Need to leave Rochester in a hurry? Now you have more options. Jeff Kiger of the Rochester Post Bulletin reports that Delta Air Lines (nee Northwest Orient Airlines) has begun daily nonstop flights to Atlanta and Detroit. Atlanta, as some might know, is the world’s busiest airport so Rochester boosters hope this means more growth. What about cost? “A round trip ticket on Delta’s Rochester-to-Atlanta flight on Tuesday costs $1,058 or $1,066 compared to $1,058 or $1,078 for the Minneapolis-to-Atlanta flight. The same holds true for the new Detroit flight. Booking a round trip from Rochester to Detroit on Tuesday lists at $1,220, compared to $1,206 in Minneapolis,” Kiger writes. Delta will continue to offer two flights daily to Minneapolis.
Everyone knows it costs a lot to go to college, but this time of year is a good time for a reminder, which is what Nathan Hansen of the Winona Daily News gives us. He focuses on Cassandra Habhegger, 24, a single mother of two who is in her third year of studying at Southeast Technical College to become a nurse. She gets thousands of dollars in state and federal grants, she works part-time, she gets money from her parents, but she will still be at least $25,000 in debt when she finishes school. Low-income students are those coming from a family that has less than $30,000 of income each year. Even with the additional financial aid such poverty provides, Hansen’s research shows “even the poorest students are expected to cover more than $12,000 of the cost at Winona State, nearly $14,000 at Southeast Tech, and more than $15,000 at St. Mary’s University.”
Speaking of needing money, the Brainerd Police Department warns that there’s a spate of counterfeit $100 bills floating around, according to the Brainerd Dispatch. The bills are about the same size and appearance as genuine $100 bills, but have a smoother texture. Other giveaways, according to the report: The counterfeit bill states, “This note is not legal, it is to be used for motion pictures;” The counterfeit bill reads, “For motion picture use only” in several areas, most noticeably in place of “The United States of America” and “Federal Reserve Note;” Benjamin Franklin is depicted as pursing his lips with a raised eyebrow; Instead of “One Hundred Dollars,” the top of the bill reads, “One Hundred;” The portrait watermark of Benjamin Franklin, located on the right side of the bill, is not visible on the counterfeit; blue strip down the middle is printed on the counterfeit, rather than the reflective ribbon that is woven into the genuine bill.
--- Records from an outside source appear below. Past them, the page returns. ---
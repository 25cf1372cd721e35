//! # clausemap-core
//!
//! Composable SQL clause trees and a dialect-independent compiler.
//!
//! Tables, columns, criteria and statements are values of one tree type,
//! [`ClauseNode`]. Trees are immutable once built, compare structurally and
//! compile into SQL text plus an ordered list of bind names:
//!
//! ```rust
//! use clausemap_core::{select, ColumnDef, GenericDialect, SqlType, Table};
//!
//! let users = Table::new(
//!     "users",
//!     vec![
//!         ColumnDef::new("user_id", SqlType::Integer).primary_key(),
//!         ColumnDef::new("user_name", SqlType::varchar(40)),
//!     ],
//! );
//!
//! let stmt = select([users.c("user_name")]).where_(users.c("user_id").eq(7));
//! let compiled = stmt.compile(&GenericDialect::new()).unwrap();
//! assert_eq!(
//!     compiled.sql(),
//!     "SELECT users.user_name FROM users WHERE users.user_id = ?"
//! );
//! assert_eq!(compiled.bind_names().to_vec(), vec!["users_user_id".to_string()]);
//! ```
//!
//! FROM lists are derived from the columns and criteria of a statement.
//! Subqueries in the WHERE clause are correlated against the enclosing
//! statement, and joins hide the tables they are built from.

pub mod clause;
pub mod compiler;
pub mod ddl;
pub mod dialect;
pub mod engine;
pub mod error;
pub mod schema;
pub mod types;
pub mod value;

pub use clause::{
    alias, and_, asc, bindparam, delete, desc, exists, insert, join, literal, not_, null, or_,
    outerjoin, select, text, update, Alias, Binary, BindParam, ClauseNode, Compound, CompoundOp,
    Delete, FromEntry, Insert, IntoOperand, Join, Operand, Operator, OrderItem, Select, SetOp,
    TableFinder, TextClause, Unary, UnaryOp, Update, Visitor,
};
pub use compiler::{compile, Compiled};
pub use ddl::{create_table_sql, drop_table_sql};
pub use dialect::{Dialect, GenericDialect, ParamStyle};
pub use engine::{execute, Engine, ResultSet};
pub use error::{CompileError, EngineError, Result};
pub use schema::{
    ColumnDef, ColumnIdent, ColumnOwner, ColumnRef, ForeignKey, ReflectedColumn, Sequence, Table,
    TableReflection,
};
pub use types::SqlType;
pub use value::{params, FromSqlValue, Params, SqlValue, ToSqlValue};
You know it’s a slow news week when a story like this gets ink: Carolyn Lange of the West Central Tribune reports that a kid in Atwater got a couple of chickens and ducks for his birthday. It’s against city ordinance to keep fowl on city property, but the kid kept them penned up and well fed. Unfortunately, one chicken kept escaping and making a mess. A neighbor complained. The kid’s mom was told to get rid of the birds, which she didn’t do. So the police chief gets another complaint from the neighbor, goes over to the house, sees the free-range chicken, gets a shovel and decapitates the yardbird. He removes the carcass, but somehow the head falls near the coop. The chief says he’s sorry about the head, but he was just doing his job when he killed the chicken. “I still feel he owes my son an apology and he owes us a chicken,” the kid’s mom says.
And then there’s this: An 80-year-old man allegedly groped a retirement home employee, reports the Austin Daily Herald. Roger Thomas Jennings has pleaded not guilty to fifth-degree criminal sexual conduct in Mower County court. According to police reports, Jennings first told an employee at the Primrose Retirement Community that she had a “nice rack and a nice body.” A couple days later he allegedly gave the victim a note containing his phone number and a $5 bill. The next day he sneaked up on her in the freezer and groped her. The day after that he made an inappropriate comment when the employee was wet from a rain storm. Jennings will next appear in court on Jan. 23. Unfortunately, it’s too late for him to launch a bid to join the U.S. Senate.